The price only added to the outrage and controversy. Some insurers refused to cover it. In April 2022, Medicare limited coverage only to those enrolled in a clinical trial. A month later, Biogen’s then-CEO Michel Vounatsos announced his resignation. Aduhelm was a flop, bringing in just $3 million in 2021, its first year on the market. In 2022, its sales weren’t big enough to be listed separately, and they were instead included in an “other” category, which totaled $13 million.

Along with ditching Aduhelm, Biogen, now under CEO Christopher Viehbacher, is shifting its priorities and will focus on its newer Alzheimer’s drug, Leqembi. Another anti-amyloid antibody drug, Leqembi yielded more convincing data of some benefit in clinical trials. But, the benefit was modest, and the drug, like Aduhelm, carries significant risks.

In Wednesday’s announcement, Viehbacher said: “When searching for new medicines, one breakthrough can be the foundation that triggers future medicines to be developed.
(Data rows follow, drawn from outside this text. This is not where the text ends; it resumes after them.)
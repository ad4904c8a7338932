//! `command`, `query`, and `action` context handlers
//!
//! A command-carrying context (`@command`, `@query`, or `@action` with a
//! `command` option) parses that option into the structured subcommand form
//! and attaches it to the items declared under it. The `query`/`action`
//! handlers then set the command's type; queries additionally take a `parse`
//! expression applied to the command's aggregated output.
//!
//! At exit-manifest the command topology is derived: a command depends on
//! the command refs named as arguments of its subqueries and LIMAR
//! subcommands that target the command engine (`command.run_refs(...)`).

use super::ContextHandler;
use crate::command::transformer;
use crate::command::types::{
    CommandRecord, CommandSpec, CommandType, Part, SubcommandData, Subquery,
};
use crate::errors::{LimarError, Result};
use crate::manifest::item::{ItemSet, SharedItem};
use crate::manifest::walker::ContextFrame;
use indexmap::{IndexMap, IndexSet};

const COMMAND_CARRYING_TYPES: [&str; 3] = ["command", "query", "action"];

/// Parses and attaches the `command` option of its context type
///
/// One instance exists per command-carrying context type; the `command`
/// instance additionally validates and finalises the topology at
/// exit-manifest.
pub struct CommandContext {
    context_type: &'static str,
    finalises: bool,
    current: Option<CommandSpec>,
}

impl CommandContext {
    pub fn command() -> Self {
        Self {
            context_type: "command",
            finalises: true,
            current: None,
        }
    }

    pub fn query() -> Self {
        Self {
            context_type: "query",
            finalises: false,
            current: None,
        }
    }

    pub fn action() -> Self {
        Self {
            context_type: "action",
            finalises: false,
            current: None,
        }
    }
}

impl ContextHandler for CommandContext {
    fn context_type(&self) -> &'static str {
        self.context_type
    }

    fn can_be_root(&self) -> bool {
        self.context_type == "command"
    }

    fn on_enter_context(&mut self, context: &ContextFrame) -> Result<()> {
        match context.opt("command") {
            Some(raw_command) => {
                self.current = Some(transformer::parse(raw_command).map_err(|e| {
                    LimarError::manifest(format!(
                        "Invalid command in @{} context: {e}",
                        self.context_type
                    ))
                })?);
            }
            None => {
                // A requirement context (no options) declares that items need
                // a command without providing one.
                if self.context_type == "command" && !context.opts.is_empty() {
                    return Err(LimarError::manifest(
                        "A declaration @command context must be given a `command` to execute"
                            .to_string(),
                    ));
                }
                self.current = None;
            }
        }
        Ok(())
    }

    fn on_exit_context(
        &mut self,
        _context: &ContextFrame,
        _items: &ItemSet,
        _item_sets: &IndexMap<String, ItemSet>,
    ) -> Result<()> {
        self.current = None;
        Ok(())
    }

    fn on_declare_item(&mut self, contexts: &[ContextFrame], item: &SharedItem) -> Result<()> {
        let command_carrying = contexts
            .iter()
            .filter(|frame| {
                COMMAND_CARRYING_TYPES.contains(&frame.context_type.as_str())
                    && frame.has_opt("command")
            })
            .count();
        if command_carrying > 1 {
            return Err(LimarError::manifest(format!(
                "Can only have one command-carrying context: item '{}' is nested under {command_carrying}",
                item.borrow().item_ref
            )));
        }

        let mut item = item.borrow_mut();
        if let Some(spec) = &self.current {
            item.tags.add("command", None);
            item.command = Some(CommandRecord {
                spec: spec.clone(),
                ..CommandRecord::default()
            });
        } else if self.context_type == "command" && !contexts.is_empty() {
            // A requirement context marks its items as needing a command
            // without providing one; exit-manifest validation enforces it.
            item.tags.add("command", None);
        }
        Ok(())
    }

    fn on_exit_manifest(
        &mut self,
        items: &ItemSet,
        _item_sets: &IndexMap<String, ItemSet>,
    ) -> Result<()> {
        if !self.finalises {
            return Ok(());
        }

        // Items required to carry a command must have one
        for item in items.values() {
            let item = item.borrow();
            if item.tags.has("command") && item.command.is_none() && !item.is_validation_exempt()
            {
                return Err(LimarError::manifest(format!(
                    "@command context requires a command to be declared for item '{}'",
                    item.item_ref
                )));
            }
        }

        finalise_topology(items)
    }
}

/// Sets `command.type` to `query` and attaches the `parse` expression
#[derive(Default)]
pub struct QueryType;

impl ContextHandler for QueryType {
    fn context_type(&self) -> &'static str {
        "query"
    }

    fn on_enter_context(&mut self, context: &ContextFrame) -> Result<()> {
        if !context.opts.is_empty() && !context.has_opt("parse") {
            return Err(LimarError::manifest(
                "A @query context must be given a `parse` expression".to_string(),
            ));
        }
        Ok(())
    }

    fn on_declare_item(&mut self, contexts: &[ContextFrame], item: &SharedItem) -> Result<()> {
        let mut item = item.borrow_mut();
        item.tags.add("query", None);

        if let Some(command) = &mut item.command {
            command.command_type = Some(CommandType::Query);
            command.parse = nearest_opt(contexts, "parse");
        }
        Ok(())
    }
}

/// Sets `command.type` to `action`, with an optional `parse` expression
#[derive(Default)]
pub struct ActionType;

impl ContextHandler for ActionType {
    fn context_type(&self) -> &'static str {
        "action"
    }

    fn on_declare_item(&mut self, contexts: &[ContextFrame], item: &SharedItem) -> Result<()> {
        let mut item = item.borrow_mut();
        item.tags.add("action", None);

        if let Some(command) = &mut item.command {
            command.command_type = Some(CommandType::Action);
            command.parse = nearest_opt(contexts, "parse");
        }
        Ok(())
    }
}

/// The value of the nearest enclosing context's option with the given name
fn nearest_opt(contexts: &[ContextFrame], name: &str) -> Option<String> {
    contexts
        .iter()
        .rev()
        .find_map(|frame| frame.opt(name).map(str::to_string))
}

// Topology
// --------------------

fn finalise_topology(items: &ItemSet) -> Result<()> {
    let command_refs: IndexSet<String> = items
        .iter()
        .filter(|(_, item)| item.borrow().command.is_some())
        .map(|(ref_name, _)| ref_name.clone())
        .collect();

    // Direct dependencies from engine-targeting subqueries and subcommands
    let mut dependencies: IndexMap<String, Vec<String>> = IndexMap::new();
    for ref_name in &command_refs {
        let item = items[ref_name].borrow();
        let command = item.command.as_ref().expect("filtered to command items");

        let mut deps: Vec<String> = Vec::new();
        for subquery in &command.spec.parameters {
            collect_engine_refs(subquery, &command_refs, &mut deps);
        }
        for subcommand in &command.spec.subcommands {
            if let SubcommandData::Limar(call) = &subcommand.data {
                if call.module == "command" && call.method == "run_refs" {
                    for group in &call.args {
                        if let Some(arg) = literal_group(group) {
                            if command_refs.contains(&arg) && !deps.contains(&arg) {
                                deps.push(arg);
                            }
                        }
                    }
                }
            }
        }
        dependencies.insert(ref_name.clone(), deps);
    }

    // Reverse edges
    let mut dependants: IndexMap<String, Vec<String>> = command_refs
        .iter()
        .map(|ref_name| (ref_name.clone(), Vec::new()))
        .collect();
    for (ref_name, deps) in &dependencies {
        for dep in deps {
            dependants
                .get_mut(dep)
                .expect("dependency is a known command")
                .push(ref_name.clone());
        }
    }

    // Transitive closures (cycle-tolerant; cycles surface at topo-sort time)
    let transitive_deps: IndexMap<String, Vec<String>> = command_refs
        .iter()
        .map(|ref_name| (ref_name.clone(), closure(ref_name, &dependencies)))
        .collect();
    let transitive_dependants: IndexMap<String, Vec<String>> = command_refs
        .iter()
        .map(|ref_name| (ref_name.clone(), closure(ref_name, &dependants)))
        .collect();

    for ref_name in &command_refs {
        let item = &items[ref_name];
        let mut item = item.borrow_mut();
        let command = item.command.as_mut().expect("filtered to command items");
        command.dependencies = dependencies[ref_name].clone();
        command.dependants = dependants[ref_name].clone();
        command.transitive_dependencies = transitive_deps[ref_name].clone();
        command.transitive_dependants = transitive_dependants[ref_name].clone();
    }

    Ok(())
}

fn collect_engine_refs(
    subquery: &Subquery,
    command_refs: &IndexSet<String>,
    deps: &mut Vec<String>,
) {
    if subquery.module != "command" || subquery.method != "run_refs" {
        return;
    }
    for arg in &subquery.args {
        if command_refs.contains(arg) && !deps.contains(arg) {
            deps.push(arg.clone());
        }
    }
}

/// A group that is pure literal text
fn literal_group(group: &[Part]) -> Option<String> {
    let mut text = String::new();
    for part in group {
        match part {
            Part::Fragment(fragment) => text.push_str(fragment),
            Part::Parameter(_) => return None,
        }
    }
    Some(text)
}

fn closure(start: &str, edges: &IndexMap<String, Vec<String>>) -> Vec<String> {
    let mut seen: IndexSet<String> = IndexSet::new();
    let mut stack: Vec<String> = edges.get(start).cloned().unwrap_or_default();
    stack.reverse();

    while let Some(next) = stack.pop() {
        if next == start || !seen.insert(next.clone()) {
            continue;
        }
        if let Some(deps) = edges.get(&next) {
            for dep in deps.iter().rev() {
                stack.push(dep.clone());
            }
        }
    }

    seen.into_iter().collect()
}

#[cfg(test)]
mod tests {
    use super::*;
    use crate::manifest::parser::parse;
    use crate::manifest::Walker;

    fn handlers() -> Vec<Box<dyn ContextHandler>> {
        vec![
            Box::new(CommandContext::command()),
            Box::new(CommandContext::query()),
            Box::new(CommandContext::action()),
            Box::new(QueryType),
            Box::new(ActionType),
        ]
    }

    #[test]
    fn test_query_context_attaches_typed_command() -> anyhow::Result<()> {
        let walker = Walker::new(handlers());
        let output = walker.walk(&parse(
            "@query (command: \"echo hi && echo bye\", parse: .) {\n  q\n}\n",
        )?)?;

        let item = output.items["q"].borrow();
        let command = item.command.as_ref().unwrap();
        assert_eq!(command.command_type, Some(CommandType::Query));
        assert_eq!(command.parse.as_deref(), Some("."));
        assert_eq!(command.spec.subcommands.len(), 2);
        assert!(item.tags.has("command") && item.tags.has("query"));
        assert!(output.item_sets["command"].contains_key("q"));
        Ok(())
    }

    #[test]
    fn test_action_inside_command_context() -> anyhow::Result<()> {
        let walker = Walker::new(handlers());
        let output = walker.walk(&parse(
            "@command (command: \"touch /tmp/x\") {\n  @action {\n    a\n  }\n}\n",
        )?)?;

        let item = output.items["a"].borrow();
        let command = item.command.as_ref().unwrap();
        assert_eq!(command.command_type, Some(CommandType::Action));
        assert_eq!(command.parse, None);
        Ok(())
    }

    #[test]
    fn test_nested_command_carrying_contexts_fail() -> anyhow::Result<()> {
        let walker = Walker::new(handlers());
        let err = walker
            .walk(&parse(
                "@command (command: \"echo a\") {\n  @query (command: \"echo b\", parse: .) {\n    q\n  }\n}\n",
            )?)
            .unwrap_err();
        assert!(err.to_string().contains("command-carrying"));
        Ok(())
    }

    #[test]
    fn test_command_required_for_tagged_items() -> anyhow::Result<()> {
        let walker = Walker::new(handlers());
        let err = walker
            .walk(&parse("@command {\n  missing\n}\n")?)
            .unwrap_err();
        assert!(err.to_string().contains("requires a command"));

        // Double-underscore tags exempt items from the requirement
        let walker = Walker::new(handlers());
        assert!(walker
            .walk(&parse("@command {\n  templated (__partial)\n}\n")?)
            .is_ok());
        Ok(())
    }

    #[test]
    fn test_topology_from_engine_subqueries() -> anyhow::Result<()> {
        let manifest = "\
@query (command: \"echo base\", parse: .) {
  base
}
@query (command: \"echo {{ command.run_refs(base) : . }}\", parse: .) {
  mid
}
@query (command: \"echo {{ command.run_refs(mid) : . }}\", parse: .) {
  top
}
";
        let walker = Walker::new(handlers());
        let output = walker.walk(&parse(manifest)?)?;

        let base = output.items["base"].borrow();
        let mid = output.items["mid"].borrow();
        let top = output.items["top"].borrow();

        let base_cmd = base.command.as_ref().unwrap();
        let mid_cmd = mid.command.as_ref().unwrap();
        let top_cmd = top.command.as_ref().unwrap();

        assert!(base_cmd.dependencies.is_empty());
        assert_eq!(mid_cmd.dependencies, vec!["base"]);
        assert_eq!(top_cmd.dependencies, vec!["mid"]);
        assert_eq!(top_cmd.transitive_dependencies, vec!["mid", "base"]);
        assert_eq!(base_cmd.dependants, vec!["mid"]);

        let mut base_trans = base_cmd.transitive_dependants.clone();
        base_trans.sort();
        assert_eq!(base_trans, vec!["mid", "top"]);
        Ok(())
    }
}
Aduhelm was that groundbreaking discovery that paved the way for a new class of drugs and reinvigorated investments in the field.”

In a blog post on Wednesday, pharmaceutical industry veteran Lowe summarized the whole situation as a “debacle.”

The saga “ended up doing a lot of actual damage,” Lowe wrote, criticizing the company’s new focus on Leqembi, which he noted carries significant risks. “I think one of the reasons Leqembi was approved (and Lilly’s donanemab is likely to be, this year) is that [Aduhelm] was approved. I remain skeptical that these drugs will provide any real-world benefit, but I am not skeptical at all of the sales potentials for both of them.”